When you spend a handsome sum on a new sleeve, you expect it to last for a reasonable period. When trying out a fresh ball, pay attention to its condition after every hole. Scuff marks are bound to catch up with your ball at some stage, but the more prolonged this process is, the more affordable golf will be.
Balls that are fitted with a urethane cover unit tend to be more durable than ionomer covers. This is a result of the material’s resilience to high temperatures. And the manufacturers’ ability to remold the ball until a precise, durable design is realized.

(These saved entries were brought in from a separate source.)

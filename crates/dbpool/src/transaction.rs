//! Scoped write transactions.

use futures_util::future::BoxFuture;

use crate::driver::{Driver, RawConnection};
use crate::error::PoolError;
use crate::lifecycle::ConnectionMetadata;
use crate::pool::{Pool, PooledConnection};

/// Handle to a pooled connection inside [`Pool::with_transaction`].
///
/// Commit and rollback are driven by the enclosing scope, not by the handle.
pub struct Transaction<'c, C: RawConnection> {
    conn: &'c mut C,
    metadata: ConnectionMetadata,
}

impl<'c, C: RawConnection> Transaction<'c, C> {
    pub(crate) fn new(conn: &'c mut C, metadata: ConnectionMetadata) -> Self {
        Self { conn, metadata }
    }

    /// Execute a statement within the transaction.
    pub async fn execute(&mut self, statement: &str) -> Result<C::Output, C::Error> {
        tracing::trace!(
            connection_id = self.metadata.id,
            "executing statement in transaction"
        );
        self.conn.execute(statement).await
    }

    /// Metadata of the underlying pooled connection.
    #[must_use]
    pub fn metadata(&self) -> &ConnectionMetadata {
        &self.metadata
    }
}

impl<C: RawConnection> std::fmt::Debug for Transaction<'_, C> {
    fn fmt(&self, f: &mut std::fmt::Formatter<'_>) -> std::fmt::Result {
        f.debug_struct("Transaction")
            .field("connection_id", &self.metadata.id)
            .finish_non_exhaustive()
    }
}

impl<D: Driver> Pool<D> {
    /// Run write work inside a transaction on a pooled connection.
    ///
    /// When `f` succeeds the transaction is committed and the connection goes
    /// back to the pool. When `f` fails, or the commit itself fails, the
    /// transaction is rolled back and the connection is retired. A rollback
    /// failure is logged and never replaces the error returned to the caller:
    /// that is `f`'s own error, or [`PoolError::CommitFailed`].
    ///
    /// If the returned future is dropped while the transaction is open, the
    /// connection is rolled back and retired in the background.
    ///
    /// # Example
    ///
    /// ```rust,ignore
    /// pool.with_transaction(|mut tx| {
    ///     Box::pin(async move {
    ///         tx.execute("UPDATE accounts SET balance = balance - 10 WHERE id = 1")
    ///             .await
    ///             .map_err(PoolError::operation)?;
    ///         tx.execute("UPDATE accounts SET balance = balance + 10 WHERE id = 2")
    ///             .await
    ///             .map_err(PoolError::operation)
    ///     })
    /// })
    /// .await?;
    /// ```
    pub async fn with_transaction<F, T, E>(&self, f: F) -> Result<T, E>
    where
        F: for<'c> FnOnce(Transaction<'c, D::Connection>) -> BoxFuture<'c, Result<T, E>>,
        E: From<PoolError>,
    {
        let mut conn = self.acquire().await?;

        if let Err(e) = conn.begin().await {
            let err = PoolError::BeginFailed { source: e.into() };
            tracing::warn!(connection_id = conn.id(), error = %err, "begin failed");
            conn.release(false).await;
            return Err(err.into());
        }

        conn.set_in_transaction(true);
        let metadata = conn.metadata().clone();
        let result = f(Transaction::new(&mut *conn, metadata)).await;

        match result {
            Ok(value) => match conn.commit().await {
                Ok(()) => {
                    conn.set_in_transaction(false);
                    self.record(|m| m.commits += 1);
                    tracing::debug!(connection_id = conn.id(), "transaction committed");
                    conn.release(true).await;
                    Ok(value)
                }
                Err(e) => {
                    self.record(|m| m.commit_failures += 1);
                    let err = PoolError::CommitFailed { source: e.into() };
                    tracing::warn!(connection_id = conn.id(), error = %err, "commit failed");
                    self.rollback_quietly(&mut conn).await;
                    conn.set_in_transaction(false);
                    conn.release(false).await;
                    Err(err.into())
                }
            },
            Err(e) => {
                tracing::debug!(
                    connection_id = conn.id(),
                    "transaction body failed, rolling back"
                );
                self.rollback_quietly(&mut conn).await;
                conn.set_in_transaction(false);
                conn.release(false).await;
                Err(e)
            }
        }
    }

    /// Best-effort rollback; failures are logged and counted only.
    async fn rollback_quietly(&self, conn: &mut PooledConnection<D>) {
        self.record(|m| m.rollbacks += 1);
        if let Err(e) = conn.rollback().await {
            self.record(|m| m.rollback_failures += 1);
            let err = PoolError::RollbackFailed { source: e.into() };
            tracing::warn!(connection_id = conn.id(), error = %err, "rollback failed");
        }
    }
}
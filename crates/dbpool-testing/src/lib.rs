//! # dbpool-testing
//!
//! Test infrastructure for the `dbpool` connection pool.
//!
//! Provides an in-memory [`MockDriver`] whose connections record every
//! operation and can be scripted to fail, so pool behavior can be verified
//! without a database server.
//!
//! ## Example
//!
//! ```rust,ignore
//! use dbpool::Pool;
//! use dbpool_testing::{MockDriver, test_target};
//!
//! let driver = MockDriver::new();
//! let pool = Pool::builder(driver.clone(), test_target()).build()?;
//!
//! driver.fail_commits(true);
//! // ... exercise the pool ...
//! assert_eq!(driver.stats().rollbacks, 1);
//! ```

#![warn(missing_docs)]
#![deny(unsafe_code)]

pub mod mock;

pub use mock::{MockConnection, MockDriver, MockError, MockEvent, MockOutput, MockStats};

use dbpool::ConnectTarget;

/// Connection target used by tests. The mock driver ignores its contents.
#[must_use]
pub fn test_target() -> ConnectTarget {
    ConnectTarget::new("127.0.0.1", 5432, "dbpool_test", "tester", "secret")
}
//! Driver capability consumed by the pool.
//!
//! The pool never speaks a wire protocol itself. A [`Driver`] opens
//! connections to a [`ConnectTarget`], and each [`RawConnection`] executes
//! statements and controls its own transaction state. Failures from any of
//! these operations are reported back to the pool unchanged.

use async_trait::async_trait;

use crate::config::ConnectTarget;

/// Factory for raw database connections.
#[async_trait]
pub trait Driver: Send + Sync + 'static {
    /// Connection type produced by this driver.
    type Connection: RawConnection;

    /// Error returned when a connection cannot be established.
    type Error: std::error::Error + Send + Sync + 'static;

    /// Open a new connection to `target`.
    async fn connect(&self, target: &ConnectTarget) -> Result<Self::Connection, Self::Error>;
}

/// An open connection owned by the pool or by exactly one caller.
#[async_trait]
pub trait RawConnection: Send + 'static {
    /// Result of executing a statement.
    type Output: Send;

    /// Error returned by connection operations.
    type Error: std::error::Error + Send + Sync + 'static;

    /// Execute a statement.
    async fn execute(&mut self, statement: &str) -> Result<Self::Output, Self::Error>;

    /// Start a transaction.
    ///
    /// Drivers that open transactions implicitly can keep the default.
    async fn begin(&mut self) -> Result<(), Self::Error> {
        Ok(())
    }

    /// Commit the current transaction.
    async fn commit(&mut self) -> Result<(), Self::Error>;

    /// Roll back the current transaction.
    async fn rollback(&mut self) -> Result<(), Self::Error>;

    /// Close the connection.
    async fn close(self) -> Result<(), Self::Error>;
}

Factor in the condition of the course that you are playing on. Is it playing long, and do you require added distance? Or are the greens fast and tight, and do you need a ball that lands softly with high spin?
Titleist Pro V1x
The legendary Pro V1 range from Titleist shows no signs of relinquishing its post atop the golf ball market. For years Pro V1 has provided us with soft landings and additional spin combined with adequate length.
The Pro V1x is a ball that is designed to spin. It is best suited to the player who needs help in this department. Here are some other features of the Titleist Pro V1x to see if it can benefit you on the course.
Features & Benefits
The Pro V1x is designed with a cast urethane elastomer cover, 17% thinner than any other ball designed by Titleist. The ball’s thinner cover helps to generate higher levels of spin for short game and approach shots.
Besides its soft appearance, urethane covers increase the durability of the ball. If your home course has obstacles that can easily damage your ball, the Pro V1x may be beneficial.
Ionomer Casing Unit
Ionomer is a material commonly found in balls that are designed for distance. It is often used as an alternative to urethane in ball covers but, Titleist decided to employ it in the casing unit.
The hardened feel of the material tends to offer less spin off the tee. Generally, it is best suited to players needing to tone down their spin rpm. The ionomer casing unit on the Pro V1x enables the ball to keep up with the Pro V1’s distance.
However, the high backspin rpm on this ball resulted in the loss of half a club length on my drives and long iron shots.
The Pro V1x is a high spinning ball, a trait I found useful on narrow greens that demand a soft landing. This ball flies higher with enhanced spin when compared to the Pro V1. These results are made possible by the large ionomer casing unit, designed to maximize ball speed and spin rpm concurrently.
In the past, anything other than a white golf ball was deemed inferior. This led many amateur golfers to steer clear of the products. Titleist has worked to change that perception.
The 2019 Pro V1 and Pro V1x line are the first premium ball that Titleist has released in yellow. This gives you the option to keep it traditional and go with the white ball or spice it up and go with some color. Yellow balls are ideal for golfers with impaired vision that need a ball that is easier to identify.
When Rickie Fowler claimed that the TP5x gave him distance with his irons and increased spin on the greens, it was inevitable that I was going to test his theory. I have always loved the irons and drivers, but I was unfamiliar with their ball products until recently.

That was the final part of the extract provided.